Albeit the throughput enhancement the cooperative techniques can provide in satellite networks, as it will be shown in the following, several issues arise with the adoption of these techniques in SatComs and need to be addressed.

Firstly, multibeam satellite systems with a high number of beams need to employ multiple GWs. The future of broadband SatComs is without any doubt connected with multibeam satellites. As throughput demand increases, the number of beams needs to be increased so that the same spectrum segments can be reused in spatially separated beams. Due to feeder link limitations, one single gateway cannot accommodate the total number of employed beams thus emanating the necessity for multiple GWs to serve large multibeam systems. In the present publication, to perform multibeam joint processing, both for the forward and the RL, a centralized precoder and decoder respectively is assumed. This theoretical assumption can be supported by a real system implementation via two approaches. One solution would be the exploitation of higher frequency bands for the feeder link (optical feeder links), assuming that such a system can be practically employed. As a result, a single gateway could serve the multibeam satellite system. Alternatively, another approach is the full interconnection amongst the multiple GWs so that they all share the same data (CSI and data). The second approach is easier to implement if we consider the bandwidth capabilities of broadband cable networks. Of course, the added delay is an issue to be considered, especially in the SatCom context where delay is already a major issue. Subsequently, both approaches lead to the verification of the simplistic assumption of cooperative system that utilizes a central precoder/decoder. Additionally, although this contribution does not tackle the subject of decentralized precoding/decoding, works in the existing literature examine the performance degradation effects of the adoption of decentralized precoder designs, for the case where full gateway interconnection cannot be assumed. An example of such an approach for multibeam satellite systems can be found in [40] where the level of cooperation amongst GWs is examined and the most promising technique is shown to be partial data and CSI exchange among the interconnected GWs.

A second major issue is the payload implications of the adoption of full frequency reuse. Multibeam Joint Processing can be classified in the more general category of multi-user detection (MUD) techniques. Interfering users are successively decoded/precoded thus allowing for the subtraction of the known interfering signals. This alleviation of interferences enables the full frequency reuse in multibeam system allowing for more aggressive exploitation of the available bandwidth thus leading to higher spectral efficiency. Nevertheless, the added on-board complexity that results from the increase of the frequency reuse in a multibeam satellite system needs to be noted. More aggressive reuse of the spectrum is translated in a proportional increase in the number of amplifiers accommodated in the satellite payload. Indeed, when advancing from a specific frequency reuse scheme (e.g., four color frequency reuse) to full frequency reuse, the number of on board high-power amplifiers (HPAs) needs to be increased (e.g., four times more HPAs) since each beam will occupy the hole bandwidth of the amplifier. Currently, this proves a heavy burden for the satellite payload hence more simplistic approaches need to be investigated. Added to that, a fairness issue arises in the comparison of multibeam joint decoding to conventional single beam decoding since the first, requires increased power and payload mass compared to the latter.

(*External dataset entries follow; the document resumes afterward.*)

//! End-to-end tests assembling real chains through [`taskchain::ChainBuilder`].

use std::cell::{Cell, RefCell};
use std::rc::Rc;

use taskchain::chain::{ChainBuilder, ContainingTask};
use taskchain::config::StreamConfig;
use taskchain::error::OutputWriteError;
use taskchain::output::network::{BroadcastEvent, RecordWriter};
use taskchain::output_tag::ErasedOutputTag;
use taskchain::record::ErasedRecord;
use taskchain::test_support::TestFactory;
use taskchain::{OutputTag, StreamEdge, StreamRecord, StreamStatus, Watermark};

#[derive(Default)]
struct CapturedWriter {
    records: Rc<RefCell<Vec<(Option<String>, i32)>>>,
    events: Rc<RefCell<Vec<BroadcastEvent>>>,
    closed: Rc<Cell<bool>>,
}

impl RecordWriter for CapturedWriter {
    fn emit(&mut self, tag: Option<&ErasedOutputTag>, record: ErasedRecord) -> Result<(), OutputWriteError> {
        let value = *record.downcast::<i32>().map_err(|_| OutputWriteError::new("expected i32")).unwrap().value();
        self.records.borrow_mut().push((tag.map(|t| t.id().to_string()), value));
        Ok(())
    }

    fn broadcast_event(&mut self, event: BroadcastEvent) -> Result<(), OutputWriteError> {
        self.events.borrow_mut().push(event);
        Ok(())
    }

    fn flush(&mut self) -> Result<(), OutputWriteError> {
        Ok(())
    }

    fn close(&mut self) -> Result<(), OutputWriteError> {
        self.closed.set(true);
        Ok(())
    }
}

struct NoopWriter {
    closed: Rc<Cell<bool>>,
}

impl RecordWriter for NoopWriter {
    fn emit(&mut self, _tag: Option<&ErasedOutputTag>, _record: ErasedRecord) -> Result<(), OutputWriteError> {
        Ok(())
    }
    fn broadcast_event(&mut self, _event: BroadcastEvent) -> Result<(), OutputWriteError> {
        Ok(())
    }
    fn flush(&mut self) -> Result<(), OutputWriteError> {
        Ok(())
    }
    fn close(&mut self) -> Result<(), OutputWriteError> {
        self.closed.set(true);
        Ok(())
    }
}

struct ObjectReuse(bool);
impl ContainingTask for ObjectReuse {
    fn is_object_reuse_enabled(&self) -> bool {
        self.0
    }
}

#[test]
fn single_chain_counts_records_and_forwards_incremented_values() {
    let factory = TestFactory::new();
    factory.register_identity("H");
    factory.register_increment("C");

    let mut root = StreamConfig::new("H");
    root.chained_outputs.push(StreamEdge::new("H", "C"));
    let mut config_c = StreamConfig::new("C");
    config_c.non_chained_outputs.push(StreamEdge::new("C", "N"));
    root.chained_configs.push(("C".to_string(), config_c));

    let records = Rc::new(RefCell::new(Vec::new()));
    let events = Rc::new(RefCell::new(Vec::new()));
    let writer = CapturedWriter {
        records: records.clone(),
        events,
        closed: Rc::new(Cell::new(false)),
    };

    let task = ObjectReuse(true);
    let builder = ChainBuilder::new(&task, &factory, vec![Box::new(writer)]);
    let mut chain = builder.build(&root).expect("chain builds");

    for value in [1, 2, 3] {
        chain
            .chain_entry_point()
            .collect(StreamRecord::new(value).erase())
            .unwrap();
    }

    let forwarded: Vec<i32> = records.borrow().iter().map(|(_, v)| *v).collect();
    assert_eq!(forwarded, vec![2, 3, 4]);

    assert_eq!(chain.chain_length(), 2);
    for operator in chain.all_operators() {
        assert_eq!(operator.borrow().metric_group().num_records_in.get(), 3);
    }
}

#[test]
fn two_input_head_finalizes_bounded_downstream_only_once_both_inputs_end() {
    let factory = TestFactory::new();
    let ended_inputs = Rc::new(RefCell::new(Vec::new()));
    let end_input_calls = Rc::new(RefCell::new(0usize));
    {
        let ended_inputs = ended_inputs.clone();
        factory.register(
            "H",
            Box::new(move |output| {
                Rc::new(RefCell::new(taskchain::Erase::new(
                    taskchain::test_support::TwoInputHead::new("H", ended_inputs.clone()),
                    output,
                )))
            }),
        );
    }
    {
        let end_input_calls = end_input_calls.clone();
        factory.register(
            "C",
            Box::new(move |output| {
                Rc::new(RefCell::new(taskchain::Erase::new(
                    taskchain::test_support::BoundedSink::new("C", end_input_calls.clone()),
                    output,
                )))
            }),
        );
    }

    let mut root = StreamConfig::new("H");
    root.chained_outputs.push(StreamEdge::new("H", "C"));
    let mut config_c = StreamConfig::new("C");
    config_c.non_chained_outputs.push(StreamEdge::new("C", "N"));
    root.chained_configs.push(("C".to_string(), config_c));

    let writer = NoopWriter { closed: Rc::new(Cell::new(false)) };
    let task = ObjectReuse(true);
    let builder = ChainBuilder::new(&task, &factory, vec![Box::new(writer)]);
    let mut chain = builder.build(&root).expect("chain builds");

    chain.end_input(1).unwrap();
    assert_eq!(*ended_inputs.borrow(), vec![1]);
    assert_eq!(*end_input_calls.borrow(), 0);

    chain.end_input(2).unwrap();
    assert_eq!(*ended_inputs.borrow(), vec![1, 2]);
    assert_eq!(*end_input_calls.borrow(), 1);

    chain.end_input(1).unwrap();
    chain.end_input(2).unwrap();
    assert_eq!(*end_input_calls.borrow(), 1);
}

#[test]
fn idle_status_gates_watermark_forwarding_while_gauge_still_advances() {
    let factory = TestFactory::new();
    factory.register_identity("H");

    let mut root = StreamConfig::new("H");
    root.non_chained_outputs.push(StreamEdge::new("H", "N"));

    let events = Rc::new(RefCell::new(Vec::new()));
    let writer = CapturedWriter {
        records: Rc::new(RefCell::new(Vec::new())),
        events: events.clone(),
        closed: Rc::new(Cell::new(false)),
    };
    let task = ObjectReuse(true);
    let builder = ChainBuilder::new(&task, &factory, vec![Box::new(writer)]);
    let mut chain = builder.build(&root).expect("chain builds");

    chain.toggle_stream_status(StreamStatus::Idle).unwrap();
    chain.chain_entry_point().emit_watermark(Watermark::new(100)).unwrap();
    assert_eq!(chain.chain_entry_point().watermark_gauge(), 100);
    assert!(events.borrow().iter().all(|e| !matches!(e, BroadcastEvent::Watermark(_))));

    chain.toggle_stream_status(StreamStatus::Active).unwrap();
    chain.chain_entry_point().emit_watermark(Watermark::new(200)).unwrap();
    assert!(events
        .borrow()
        .iter()
        .any(|e| matches!(e, BroadcastEvent::Watermark(w) if w.timestamp() == 200)));
}

#[test]
fn construction_failure_closes_every_network_output_created_so_far() {
    let factory = TestFactory::new();
    factory.register_identity("R");
    factory.register_identity("X");
    // "Y" intentionally left unregistered so construction fails while instantiating it.

    let mut root = StreamConfig::new("R");
    root.non_chained_outputs.push(StreamEdge::new("R", "N1"));
    root.chained_outputs.push(StreamEdge::new("R", "X"));

    let mut config_x = StreamConfig::new("X");
    config_x.non_chained_outputs.push(StreamEdge::new("X", "N2"));
    config_x.chained_outputs.push(StreamEdge::new("X", "Y"));
    let config_y = StreamConfig::new("Y");
    config_x.chained_configs.push(("Y".to_string(), config_y));
    root.chained_configs.push(("X".to_string(), config_x));

    let closed_1 = Rc::new(Cell::new(false));
    let closed_2 = Rc::new(Cell::new(false));
    let writers: Vec<Box<dyn RecordWriter>> = vec![
        Box::new(NoopWriter { closed: closed_1.clone() }),
        Box::new(NoopWriter { closed: closed_2.clone() }),
    ];

    let task = ObjectReuse(true);
    let builder = ChainBuilder::new(&task, &factory, writers);
    let result = builder.build(&root);

    assert!(result.is_err());
    assert!(closed_1.get(), "first network output must be closed on construction failure");
    assert!(closed_2.get(), "second network output must be closed on construction failure");
}

#[test]
fn side_output_only_reaches_the_sink_bound_to_its_tag() {
    let factory = TestFactory::new();
    factory.register_identity("H");
    let tag = OutputTag::<i32>::new("late").erase();
    factory.register_tag("H", "N", tag.clone());

    let mut root = StreamConfig::new("H");
    root.non_chained_outputs
        .push(StreamEdge::new("H", "N").with_output_tag("late"));

    let records = Rc::new(RefCell::new(Vec::new()));
    let writer = CapturedWriter {
        records: records.clone(),
        events: Rc::new(RefCell::new(Vec::new())),
        closed: Rc::new(Cell::new(false)),
    };
    let task = ObjectReuse(true);
    let builder = ChainBuilder::new(&task, &factory, vec![Box::new(writer)]);
    let mut chain = builder.build(&root).expect("chain builds");

    chain
        .chain_entry_point()
        .collect_tagged(&tag, StreamRecord::new(42i32).erase())
        .unwrap();

    assert_eq!(records.borrow().as_slice(), &[(Some("late".to_string()), 42)]);
}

The above noted issues will not be further addressed in the present contribution but they will be part of the authors' future work. In the following, the achievable RL throughput by the means of MMSE filtering followed by nonlinear SIC and of Linear MMSE, is calculated through simulations. The novelty of this work is the consideration of the multibeam antenna pattern over a correlated Rician channel. Additionally, lognormal shadowing is incorporated in the channel model to investigate the effect of user mobility.

2.3 SatCom standards

The second generation of the digital video broadcasting over satellite standard (DVB-S2) is the latest generation standard for SatComs enabling broadband and interactive services via satellite [41]. It has been designed for broadcasting services (standard and high definition tv), Internet and professional services such as TV contribution links and digital satellite news gathering [42]. During the formulation of DVB-S2, three main concepts were carefully considered: (a) best transmission performance approaching the Shannon limit, (b) total flexibility and (c) reasonable receiver complexity [43]. High performance and low complexity iterative decoding schemes like Low Density Parity Check codes (LDPC) along with high order Amplitude and Phase Shift Keying (APSK) modulations were adopted for efficient operation over the nonlinear satellite channel in the quasi error free region. Compared to previous standards, the second generation standard attains 20-35% capacity increase or alternatively 2-2.5 dB more robust reception for the same spectrum efficiency by virtue of the advanced waveforms. Furthermore, to facilitate the provision of interactive services, the standard features operation under Adaptive Coding and Modulation (ACM) parameters. When used for interactive services, ACM allows optimization of the transmission parameters adaptive to varying path conditions [44,45]. Hence, resources are optimally exploited, since operation under a constant fading margin according to a worst case scenario design, is no longer necessary. Moreover, DVB-RCS NG is a next generation (NG) return channel over satellite, Very Small Aperture Terminal (VSAT) standard that has recently been approved by the DVB technical module as common physical layer standard within the RCS2 context. This standard improves the existing mature DVB-RCS standard by including state of the art channel coding and highly efficient, nonlinear modulation schemes. Hence, the efficiency and the flexibility of the return channel operational modes is enhanced. All of these standards have been devised for large multiuser satellite two-way systems and can be adapted to the proposed multibeam processing techniques.

2.4 CSI acquisition

Channel state information is one of the most important enablers for the application of the multibeam joint processing techniques. A specific part of the existing literature addresses the importance of CSI in MIMO systems, such as [21,46-49]. In the context of SatComs, channel knowledge can be acquired at the end-user ground stations for the FL and then fed back to the gateway station (GS) for the RL. More specifically, CSI should be available at the GS so that multiuser precoding can be performed for the FL and joint decoding at the RL. Current standards are using pilot sequences, either available within the standard as an optional feature (i.e., for DVB-S2) or defined within the specified requirements for the transmission burst structure of the Multi-Frequency Time Division Multiple Access (MF-TDMA) return channel (i.e., for the DVB-RCS NG). A recent study for the effect of CSI in the satellite context can be found in [50], where the satellite link performance with and without CSI is compared and a technique for estimating CSI is proposed. Subsequently, the current state of the art reference transmission standards are well suited for the adaptation of the proposed multibeam satellite systems.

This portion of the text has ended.